Derrière cet aveu de l’actualité du propos s’entr’aperçoit ce qui se tisse entre passé, présent et avenir. Quelque chose résonne dans le mot « aspects » qui n’est pas un prudent impressionnisme à la Thibaudet. « Aspect », dit mon dictionnaire de linguistique, est une catégorie grammaticale qui exprime la représentation que se fait le sujet parlant du procès exprimé par le verbe, c’est-à-dire la représentation de sa durée, de son déroulement ou de son achèvement. « Depuis 1978 » indique ainsi une action qui continue au point où est situé celui qui parle ; le verbe appelé a la forme du non-accompli ou imperfectif présent. La question est laissée en suspens de savoir quand l’action intentée sera éteinte.

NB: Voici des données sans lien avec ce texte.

// SPDX-License-Identifier: MPL-2.0
// This Source Code Form is subject to the terms of the Mozilla Public
// License, v. 2.0. If a copy of the MPL was not distributed with this
// file, You can obtain one at https://mozilla.org/MPL/2.0/.

//! REST implementation of [`DeviceSource`].

use std::time::Duration;

use reqwest::{Client, RequestBuilder, StatusCode};
use serde_json::Value;

use crate::device::{Attributes, DeviceId};
use crate::error::{ParseError, ProtocolError};

use super::DeviceSource;

/// Header carrying the session API key.
const API_KEY_HEADER: &str = "ABODE-API-KEY";

const DEVICES_PATH: &str = "/api/v1/devices";
const PANEL_PATH: &str = "/api/v1/panel";

// ============================================================================
// HttpConfig
// ============================================================================

/// Connection parameters for the REST service.
///
/// Session establishment is out of scope: the API key and access token of an
/// existing session are supplied here.
///
/// # Examples
///
/// ```
/// use abode_lib::source::HttpConfig;
/// use std::time::Duration;
///
/// let config = HttpConfig::new()
///     .with_api_key("key")
///     .with_access_token("token")
///     .with_timeout(Duration::from_secs(5));
///
/// assert_eq!(config.base_url(), HttpConfig::DEFAULT_BASE_URL);
/// ```
#[derive(Debug, Clone)]
pub struct HttpConfig {
    base_url: String,
    api_key: Option<String>,
    access_token: Option<String>,
    timeout: Duration,
}

impl HttpConfig {
    /// Default service root.
    pub const DEFAULT_BASE_URL: &'static str = "https://my.goabode.com";
    /// Default request timeout.
    pub const DEFAULT_TIMEOUT: Duration = Duration::from_secs(10);

    /// Creates a configuration pointing at the default service root.
    #[must_use]
    pub fn new() -> Self {
        Self {
            base_url: Self::DEFAULT_BASE_URL.to_string(),
            api_key: None,
            access_token: None,
            timeout: Self::DEFAULT_TIMEOUT,
        }
    }

    /// Overrides the service root, e.g. for a mock server.
    #[must_use]
    pub fn with_base_url(mut self, base_url: impl Into<String>) -> Self {
        self.base_url = base_url.into();
        self
    }

    /// Sets the session API key.
    #[must_use]
    pub fn with_api_key(mut self, api_key: impl Into<String>) -> Self {
        self.api_key = Some(api_key.into());
        self
    }

    /// Sets the OAuth access token.
    #[must_use]
    pub fn with_access_token(mut self, access_token: impl Into<String>) -> Self {
        self.access_token = Some(access_token.into());
        self
    }

    /// Sets the request timeout.
    #[must_use]
    pub fn with_timeout(mut self, timeout: Duration) -> Self {
        self.timeout = timeout;
        self
    }

    /// Returns the service root.
    #[must_use]
    pub fn base_url(&self) -> &str {
        &self.base_url
    }

    /// Returns the timeout.
    #[must_use]
    pub fn timeout(&self) -> Duration {
        self.timeout
    }

    /// Creates an [`HttpClient`] from this configuration.
    ///
    /// # Errors
    ///
    /// Returns [`ProtocolError::InvalidAddress`] if the base URL is not an
    /// http(s) URL, or [`ProtocolError::Http`] if the client cannot be built.
    pub fn into_client(self) -> Result<HttpClient, ProtocolError> {
        if !(self.base_url.starts_with("http://") || self.base_url.starts_with("https://")) {
            return Err(ProtocolError::InvalidAddress(self.base_url));
        }

        let client = Client::builder()
            .timeout(self.timeout)
            .build()
            .map_err(ProtocolError::Http)?;

        Ok(HttpClient {
            base_url: self.base_url.trim_end_matches('/').to_string(),
            client,
            api_key: self.api_key,
            access_token: self.access_token,
        })
    }
}

impl Default for HttpConfig {
    fn default() -> Self {
        Self::new()
    }
}

// ============================================================================
// HttpClient
// ============================================================================

/// REST client fetching device and panel snapshots.
///
/// # Examples
///
/// ```no_run
/// use abode_lib::source::{DeviceSource, HttpConfig};
///
/// # async fn example() -> abode_lib::Result<()> {
/// let client = HttpConfig::new()
///     .with_api_key("key")
///     .with_access_token("token")
///     .into_client()?;
/// let devices = client.fetch_devices().await?;
/// println!("{} devices", devices.len());
/// # Ok(())
/// # }
/// ```
#[derive(Debug, Clone)]
pub struct HttpClient {
    base_url: String,
    client: Client,
    api_key: Option<String>,
    access_token: Option<String>,
}

impl HttpClient {
    /// Returns the service root.
    #[must_use]
    pub fn base_url(&self) -> &str {
        &self.base_url
    }

    /// Builds the URL of a single device.
    fn device_url(&self, device_id: &DeviceId) -> String {
        format!(
            "{}{DEVICES_PATH}/{}",
            self.base_url,
            urlencoding::encode(device_id.as_str())
        )
    }

    fn authorize(&self, request: RequestBuilder) -> RequestBuilder {
        let request = match &self.api_key {
            Some(key) => request.header(API_KEY_HEADER, key),
            None => request,
        };
        match &self.access_token {
            Some(token) => request.bearer_auth(token),
            None => request,
        }
    }

    async fn get_json(&self, url: &str) -> crate::Result<Value> {
        tracing::debug!(url = %url, "Sending HTTP request");

        let response = self
            .authorize(self.client.get(url))
            .send()
            .await
            .map_err(ProtocolError::Http)?;

        let status = response.status();
        if status == StatusCode::UNAUTHORIZED || status == StatusCode::FORBIDDEN {
            return Err(ProtocolError::AuthenticationFailed.into());
        }
        if !status.is_success() {
            return Err(ProtocolError::RequestFailed(format!(
                "HTTP {} - {}",
                status.as_u16(),
                status.canonical_reason().unwrap_or("Unknown")
            ))
            .into());
        }

        let body = response.text().await.map_err(ProtocolError::Http)?;
        tracing::trace!(body = %body, "Received HTTP response");

        Ok(serde_json::from_str(&body).map_err(ParseError::from)?)
    }
}

/// Unwraps an object payload, or a one-element list holding one.
fn into_object(value: Value) -> Result<Attributes, ParseError> {
    match value {
        Value::Object(object) => Ok(object),
        Value::Array(mut items) if items.len() == 1 => into_object(items.remove(0)),
        other => Err(ParseError::UnexpectedFormat(format!(
            "expected an object, got {other}"
        ))),
    }
}

fn into_object_list(value: Value) -> Result<Vec<Attributes>, ParseError> {
    match value {
        Value::Array(items) => items
            .into_iter()
            .map(|item| match item {
                Value::Object(object) => Ok(object),
                other => Err(ParseError::UnexpectedFormat(format!(
                    "expected a device object, got {other}"
                ))),
            })
            .collect(),
        other => Err(ParseError::UnexpectedFormat(format!(
            "expected a device list, got {other}"
        ))),
    }
}

impl DeviceSource for HttpClient {
    async fn fetch_devices(&self) -> crate::Result<Vec<Attributes>> {
        let url = format!("{}{DEVICES_PATH}", self.base_url);
        let devices = into_object_list(self.get_json(&url).await?)?;
        tracing::debug!(count = devices.len(), "Fetched device list");
        Ok(devices)
    }

    async fn fetch_device(&self, device_id: &DeviceId) -> crate::Result<Attributes> {
        let url = self.device_url(device_id);
        Ok(into_object(self.get_json(&url).await?)?)
    }

    async fn fetch_panel(&self) -> crate::Result<Attributes> {
        let url = format!("{}{PANEL_PATH}", self.base_url);
        Ok(into_object(self.get_json(&url).await?)?)
    }
}

#[cfg(test)]
mod tests {
    use super::*;
    use serde_json::json;

    #[test]
    fn device_url_is_encoded() {
        let client = HttpConfig::new()
            .with_base_url("http://localhost:8080/")
            .into_client()
            .unwrap();
        assert_eq!(
            client.device_url(&DeviceId::from("ZW:0000000a")),
            "http://localhost:8080/api/v1/devices/ZW%3A0000000a"
        );
    }

    #[test]
    fn invalid_base_url_is_rejected() {
        let err = HttpConfig::new()
            .with_base_url("my.goabode.com")
            .into_client()
            .unwrap_err();
        assert!(matches!(err, ProtocolError::InvalidAddress(_)));
    }

    #[test]
    fn single_element_list_is_unwrapped() {
        let object = into_object(json!([{"id": "RF:1"}])).unwrap();
        assert_eq!(object["id"], "RF:1");
        assert!(into_object(json!([])).is_err());
        assert!(into_object(json!("nope")).is_err());
    }

    #[test]
    fn device_list_must_hold_objects() {
        assert_eq!(into_object_list(json!([{"id": "a"}, {"id": "b"}])).unwrap().len(), 2);
        assert!(into_object_list(json!([1, 2])).is_err());
        assert!(into_object_list(json!({"id": "a"})).is_err());
    }

    #[test]
    fn config_defaults() {
        let config = HttpConfig::default();
        assert_eq!(config.timeout(), HttpConfig::DEFAULT_TIMEOUT);
        assert_eq!(config.base_url(), "https://my.goabode.com");
    }
}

« Depuis 1978 », en laissant la période ouverte, introduit un fort vecteur. Enregistrant l’orientation d’une tendance, le miroir constatif la reflète en direction de l’avenir, vectorise le temps. Il reflète selon une perspective et il ouvre, trace une perspective. Ce double caractère perspectiviste se dévoile si l’on met en rapport les rescapés de partis pris autres avec les artistes les plus jeunes. Un fort vecteur anime alors l’exposition, des vétérans Frize, Lavier et Vilmouth à Parreno et consorts, découpant dans le continuum de l’art en France un ensemble orienté. Le titre ahurissant d’une exposition qui eut lieu à Nice en 1978 : D’hier à demain 1968 1978 1988 Un aspect de l’art actuel [41], trahissait ce rêve toujours sous-jacent de prédire l’avenir en écrivant l’histoire. Détecter une tendance, c’est toujours peu ou prou pointer le doigt en avant. C’est tendre un miroir qui réfléchi une configuration prémonitoire. Dans l’exposition grenobloise, on l’a quelque peu installé en contrebande.

 

Parti pris

Du choix déterminé de trois aspects, images, objets, scènes, nous n’avons pas la raison qui les lient. Ils se posent dans l’évidence. Ils ne se discutent pas. Pourquoi pas d’autres aspects ? – Par goût. Il ne peut y avoir d’autre raison que le goût, car le goût ne se discute pas. – Pourquoi avez-vous choisi ces aspects ? – Parce qu’ils me paraissent ne pas souffrir de discussion. Affirmation d’un parti pris sans commentaire. L’absence d’argumentation suppose que l’entente s’en passe. Le caractère lapidaire de l’assertion instaure tout un jeu d’inclusion et d’exclusion : il y a ceux qui acceptent l’évidence posée, participant du coup au consensus qu’elle appelle, s’incluant dans le groupe qu’elle fonde, et ceux qui attendent des explications et se placent de facto en position d’idiotes extérieurs au groupe.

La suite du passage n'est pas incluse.